Try to answer the questions for yourself with the following scenarios:
  1. a neighborhood historic design overlay zone that would tell neighbors what they can/can't do with historic homes for the good of the historic district (on which part of their property values depend);
  2. a commercial design overlay zone that would tell businesses how to make the sidewalk safer and more pleasant for pedestrians and
  3. creating zoning in a rural county to protect homeowners from having a oil drilling rig put up at the fenceline between properties.
Then throw in opposition on any possible side you can imagine. Remember that people get just as frustrated with what's NOT changing as they do with what MIGHT change in the face of their belief that everything's just hunky-dory.

As a planner, you work toward solutions that everyone can live with, as well as pushing for those things that no one else is thinking about, but that you see lurking on the horizon like a pinprick hiding the rushing of an oncoming train.

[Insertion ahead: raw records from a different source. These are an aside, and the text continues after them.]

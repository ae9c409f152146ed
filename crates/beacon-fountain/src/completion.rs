//! Single-shot completion handle returned by [`Decoder::decode`].
//!
//! [`Decoder::decode`]: crate::decoder::Decoder::decode

use std::future::Future;
use std::pin::Pin;
use std::task::{Context, Poll};

use tokio::sync::oneshot;
use tokio::sync::oneshot::error::TryRecvError;

use crate::error::DecodeError;
use crate::stats::Decoded;

pub(crate) type Completion = oneshot::Sender<Result<Decoded, DecodeError>>;

/// Settles exactly once: with the decoded message, or with the error that
/// ended the session. A decoder dropped mid-session settles it as
/// [`DecodeError::Canceled`].
#[derive(Debug)]
pub struct DecodeHandle {
    rx: oneshot::Receiver<Result<Decoded, DecodeError>>,
}

impl DecodeHandle {
    pub(crate) fn channel() -> (Completion, DecodeHandle) {
        let (tx, rx) = oneshot::channel();
        (tx, DecodeHandle { rx })
    }

    /// Non-blocking check. `None` while the session is still running.
    ///
    /// Takes the result out; later calls report `Canceled`.
    pub fn try_result(&mut self) -> Option<Result<Decoded, DecodeError>> {
        match self.rx.try_recv() {
            Ok(result) => Some(result),
            Err(TryRecvError::Empty) => None,
            Err(TryRecvError::Closed) => Some(Err(DecodeError::Canceled)),
        }
    }

    /// Block the current thread until the handle settles.
    ///
    /// Panics if called from within an async runtime; `.await` the handle
    /// there instead.
    pub fn wait(self) -> Result<Decoded, DecodeError> {
        self.rx
            .blocking_recv()
            .unwrap_or(Err(DecodeError::Canceled))
    }
}

impl Future for DecodeHandle {
    type Output = Result<Decoded, DecodeError>;

    fn poll(mut self: Pin<&mut Self>, cx: &mut Context<'_>) -> Poll<Self::Output> {
        Pin::new(&mut self.rx)
            .poll(cx)
            .map(|received| received.unwrap_or(Err(DecodeError::Canceled)))
    }
}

And more often than not, no one's really happy with the resulting plan, because it either doesn't do enough, tries to do too much, or simply is too big to understand.

Then the guy advocating the planning effort leaves office, and it's as if you and your planning effort never blew through town.

And life goes on. The rich get richer. The poor get cancer and asthma and a cement factory across the street from their community center, which has no sidewalks, yet all the kids walk there after school because lord knows, there's nothing else for them to do, and mom and dad don't get home until after 7 because they work 2 jobs each to pay the bills that get funneled to new parks in the Heights because they're the ones screaming the loudest.

Ugh.

My boss actually read an article on how happy people get more annoyed at the little things that go wrong in their lives, whereas people who've routinely faced hardship just come to expect it and don't bitch all that much after a while. She thinks this explains the difference between the rich, white communities we work with who scream to get design regulations for the facade of their local Pottery Barn versus the poor, minority communities we work with who are happy if you can just stop polluting their wells, build a little more affordable housing, help create jobs, and try not to price them out of their own homes. Viva la difference!

It's exhausting and often demoralizing, and I can't imagine doing anything else. How sad is that?

The absolute worst part of it is never having the right answer. There is no right answer. There are just endless perspectives to consider and consequences of each action, intended or no, to everything you try or can't seem to change.

In the end, I think the process of planning, the conversations you have at meetings or with clients or with other professionals, is the real value of "planning." The plans mean very little when it comes right down to it. It's the ideas you consider, create, discard. It's the perspectives directly opposed to your own that confront you in the guise of your neighbor, or the local developer, or the person paying your bills. Calling attention to the issues people have is almost more than half the battle. The rest is noise and fury, signifying ... my daily life, I guess.

It could be worse.

How's that, Marjorie? Still want more???